Foucault
Deleuze's Portrait of Foucault (1986) is not a monograph, but a creative "thinking with Foucault." It analyzes the archaeology of knowledge, introducing the concepts of archive, power, subjectification, and "fold" as crucial to Foucault's thought on knowl
Foucault (1986) was written by Gilles Deleuze two years after Foucault's death (1984) as an intimate intellectual hommage and "mental portrait" of a friend. It is not a simple introduction or summary of Foucault's works, but a deeply creative reading – Deleuze "thinks with Foucault", develops his concepts further, using his own philosophical apparatus (rhizome, event, forces...).
The book is divided into two main parts:
- From the archive to the diagram
- The New Archivist (Archaeology of Knowledge, 1969): Foucault's knowledge is not a continuous history of ideas, but discursive formations – the "visible" and the "sayable" (visible and articulated). Deleuze introduces the notion of the archive as a system that determines what can be said and seen in an epoch.

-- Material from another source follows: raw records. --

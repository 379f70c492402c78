use crate::RuntimeError;
use serde::{Deserialize, Serialize};
use std::fs;
use std::io::{self, Read, Write};
use std::os::unix::process::ExitStatusExt;
use std::process::{Child, ExitStatus};
use std::thread;
use std::time::Duration;
use tracing::debug;

const DETACHED_POLL: Duration = Duration::from_millis(50);

/// How a supervised process ended.
#[derive(Debug, Clone, Copy, PartialEq, Eq, Serialize, Deserialize)]
#[serde(rename_all = "snake_case")]
pub enum ExitOutcome {
    Code(i32),
    Signal(i32),
    /// The process was not our child; its status was collected elsewhere.
    Unknown,
}

impl From<ExitStatus> for ExitOutcome {
    fn from(status: ExitStatus) -> Self {
        match (status.code(), status.signal()) {
            (Some(code), _) => Self::Code(code),
            (None, Some(sig)) => Self::Signal(sig),
            (None, None) => Self::Unknown,
        }
    }
}

/// Piped standard streams of an attached container.
pub struct ProcessIo {
    pub stdin: Box<dyn Write + Send>,
    pub stdout: Box<dyn Read + Send>,
}

impl std::fmt::Debug for ProcessIo {
    fn fmt(&self, f: &mut std::fmt::Formatter<'_>) -> std::fmt::Result {
        f.debug_struct("ProcessIo").finish_non_exhaustive()
    }
}

/// A running container init process.
pub trait ProcessHandle: Send {
    fn pid(&self) -> u32;

    /// Ask the process to exit (SIGTERM).
    fn terminate(&mut self) -> Result<(), RuntimeError>;

    /// Force the process to exit (SIGKILL).
    fn kill(&mut self) -> Result<(), RuntimeError>;

    fn wait(&mut self) -> Result<ExitOutcome, RuntimeError>;

    fn try_wait(&mut self) -> Result<Option<ExitOutcome>, RuntimeError>;

    /// Hand out the piped stdio once. `None` if not piped or already taken.
    fn take_io(&mut self) -> Option<ProcessIo>;
}

/// Send `signal` to `pid`. A process that is already gone is not an error.
pub fn send_signal(pid: u32, signal: i32) -> Result<(), RuntimeError> {
    let pid_i32 = i32::try_from(pid)
        .map_err(|_| RuntimeError::Exec(format!("invalid pid {pid}: exceeds i32 range")))?;
    if pid_i32 <= 0 {
        return Err(RuntimeError::Exec(format!("refusing to signal pid {pid}")));
    }
    // SAFETY: kill() with a positive pid and a valid signal number has no
    // memory-safety preconditions; pid validated above.
    #[allow(unsafe_code)]
    let ret = unsafe { libc::kill(pid_i32, signal) };
    if ret != 0 {
        let errno = io::Error::last_os_error();
        if errno.raw_os_error() == Some(libc::ESRCH) {
            debug!("pid {pid} already exited before signal {signal}");
        } else {
            return Err(RuntimeError::Exec(format!(
                "failed to send signal {signal} to pid {pid}: {errno}"
            )));
        }
    }
    Ok(())
}

/// Pids from a whitespace separated listing such as `cgroup.procs` or
/// `/proc/<pid>/task/<tid>/children`. Zero (a pid outside our namespace) is
/// dropped.
pub fn parse_pids(listing: &str) -> Vec<u32> {
    listing
        .split_whitespace()
        .filter_map(|p| p.parse().ok())
        .filter(|p| *p > 0)
        .collect()
}

/// Direct children of `pid`, oldest first.
pub fn child_pids(pid: u32) -> io::Result<Vec<u32>> {
    fs::read_to_string(format!("/proc/{pid}/task/{pid}/children")).map(|c| parse_pids(&c))
}

/// True while `/proc/<pid>` names a live, non-zombie process.
pub fn pid_alive(pid: u32) -> bool {
    let Ok(stat) = fs::read_to_string(format!("/proc/{pid}/stat")) else {
        return false;
    };
    // Field 3, after the parenthesised command name which may hold spaces.
    let state = stat
        .rsplit_once(')')
        .and_then(|(_, rest)| rest.trim_start().chars().next());
    !matches!(state, None | Some('Z' | 'X'))
}

/// A process spawned by this daemon.
pub struct ChildProcess {
    child: Child,
    exited: Option<ExitOutcome>,
}

impl ChildProcess {
    pub fn new(child: Child) -> Self {
        Self {
            child,
            exited: None,
        }
    }
}

impl ProcessHandle for ChildProcess {
    fn pid(&self) -> u32 {
        self.child.id()
    }

    fn terminate(&mut self) -> Result<(), RuntimeError> {
        if self.exited.is_some() {
            return Ok(());
        }
        send_signal(self.child.id(), libc::SIGTERM)
    }

    fn kill(&mut self) -> Result<(), RuntimeError> {
        if self.exited.is_some() {
            return Ok(());
        }
        match self.child.kill() {
            Ok(()) => Ok(()),
            Err(e) if e.kind() == io::ErrorKind::InvalidInput => Ok(()),
            Err(e) => Err(RuntimeError::Exec(format!(
                "failed to kill pid {}: {e}",
                self.child.id()
            ))),
        }
    }

    fn wait(&mut self) -> Result<ExitOutcome, RuntimeError> {
        if let Some(outcome) = self.exited {
            return Ok(outcome);
        }
        let outcome = ExitOutcome::from(self.child.wait()?);
        self.exited = Some(outcome);
        Ok(outcome)
    }

    fn try_wait(&mut self) -> Result<Option<ExitOutcome>, RuntimeError> {
        if self.exited.is_some() {
            return Ok(self.exited);
        }
        let outcome = self.child.try_wait()?.map(ExitOutcome::from);
        self.exited = outcome;
        Ok(outcome)
    }

    fn take_io(&mut self) -> Option<ProcessIo> {
        let stdin = self.child.stdin.take()?;
        let Some(stdout) = self.child.stdout.take() else {
            self.child.stdin = Some(stdin);
            return None;
        };
        Some(ProcessIo {
            stdin: Box::new(stdin),
            stdout: Box::new(stdout),
        })
    }
}

/// A process recovered after a daemon restart. We can signal it but are not
/// its parent, so exit is observed by polling `/proc`.
#[derive(Debug)]
pub struct DetachedProcess {
    pid: u32,
}

impl DetachedProcess {
    pub fn new(pid: u32) -> Self {
        Self { pid }
    }
}

impl ProcessHandle for DetachedProcess {
    fn pid(&self) -> u32 {
        self.pid
    }

    fn terminate(&mut self) -> Result<(), RuntimeError> {
        send_signal(self.pid, libc::SIGTERM)
    }

    fn kill(&mut self) -> Result<(), RuntimeError> {
        send_signal(self.pid, libc::SIGKILL)
    }

    fn wait(&mut self) -> Result<ExitOutcome, RuntimeError> {
        while pid_alive(self.pid) {
            thread::sleep(DETACHED_POLL);
        }
        Ok(ExitOutcome::Unknown)
    }

    fn try_wait(&mut self) -> Result<Option<ExitOutcome>, RuntimeError> {
        if pid_alive(self.pid) {
            Ok(None)
        } else {
            Ok(Some(ExitOutcome::Unknown))
        }
    }

    fn take_io(&mut self) -> Option<ProcessIo> {
        None
    }
}

#[cfg(test)]
mod tests {
    use super::*;
    use std::process::{Command, Stdio};

    #[test]
    fn exit_code_is_reported() {
        let child = Command::new("sh").args(["-c", "exit 3"]).spawn().unwrap();
        let mut handle = ChildProcess::new(child);
        assert_eq!(handle.wait().unwrap(), ExitOutcome::Code(3));
        // cached after the first wait
        assert_eq!(handle.try_wait().unwrap(), Some(ExitOutcome::Code(3)));
    }

    #[test]
    fn terminate_delivers_sigterm() {
        let child = Command::new("sleep").arg("30").spawn().unwrap();
        let mut handle = ChildProcess::new(child);
        handle.terminate().unwrap();
        assert_eq!(handle.wait().unwrap(), ExitOutcome::Signal(libc::SIGTERM));
    }

    #[test]
    fn kill_after_exit_is_ok() {
        let child = Command::new("true").spawn().unwrap();
        let mut handle = ChildProcess::new(child);
        handle.wait().unwrap();
        handle.kill().unwrap();
        handle.terminate().unwrap();
    }

    #[test]
    fn piped_io_round_trips_once() {
        let child = Command::new("cat")
            .stdin(Stdio::piped())
            .stdout(Stdio::piped())
            .spawn()
            .unwrap();
        let mut handle = ChildProcess::new(child);
        let mut io = handle.take_io().unwrap();
        assert!(handle.take_io().is_none());

        io.stdin.write_all(b"ping").unwrap();
        drop(io.stdin);
        let mut out = String::new();
        io.stdout.read_to_string(&mut out).unwrap();
        assert_eq!(out, "ping");
        assert_eq!(handle.wait().unwrap(), ExitOutcome::Code(0));
    }

    #[test]
    fn inherited_stdio_has_no_io() {
        let child = Command::new("true").spawn().unwrap();
        let mut handle = ChildProcess::new(child);
        assert!(handle.take_io().is_none());
        handle.wait().unwrap();
    }

    #[test]
    fn pid_listings_parse() {
        assert_eq!(parse_pids("12 345 \n"), vec![12, 345]);
        assert_eq!(parse_pids("7\n8\n"), vec![7, 8]);
        assert_eq!(parse_pids("0\n9\ngarbage\n"), vec![9]);
        assert!(parse_pids("").is_empty());
    }

    #[test]
    fn own_pid_is_alive() {
        assert!(pid_alive(std::process::id()));
    }

    #[test]
    fn detached_process_observes_exit() {
        let mut child = Command::new("sleep").arg("30").spawn().unwrap();
        let mut detached = DetachedProcess::new(child.id());
        assert_eq!(detached.try_wait().unwrap(), None);

        detached.kill().unwrap();
        // We are the real parent here; reap so the pid disappears.
        child.wait().unwrap();
        assert_eq!(detached.wait().unwrap(), ExitOutcome::Unknown);
        // Signalling a vanished pid is tolerated.
        detached.terminate().unwrap();
    }

    #[test]
    fn signalling_pid_zero_is_refused() {
        assert!(send_signal(0, libc::SIGTERM).is_err());
    }
}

- The New Cartographer (To Discipline and Punish, 1975): Foucault moves from discourse to practices of power – from sovereign power to discipline (panopticon, prison, school, factory). Deleuze interprets it as a diagram – an abstract machine of power that distributes forces.
- Topology: "Think differently"
- Strata (knowledge): historical formations of the visible and the sayable.
- Strategies (power): thought outside (thought of the outside) – power is not repressive, but productive, power relations.
- Folds / folds (subjectivation): late Foucault (self-care, ethics) – the subject is not given, but is created by "folding" external forces inwards. This is Deleuze's key innovation: Foucault's subject as "the inside of the outside", resistance to power through the aesthetics of existence.
Deleuze sees Foucault's thought as a continuous evolution: from archeology → genealogy of power → ethics of the subject. He especially emphasizes the "death of man" not as nihilism, but as the liberation of life, work and language from an anthropocentric figure. The appendix on "the death of man and the superman" connects Foucault with Nietzsche.
The style is dense, poetic, full of Deleuze metaphors (diagram, fold, forces), which makes it a challenging but also exciting read. Many consider it one of the best interpretations of Foucault – not objective, but productive, because Deleuze creates a "Foucault-Deleuze".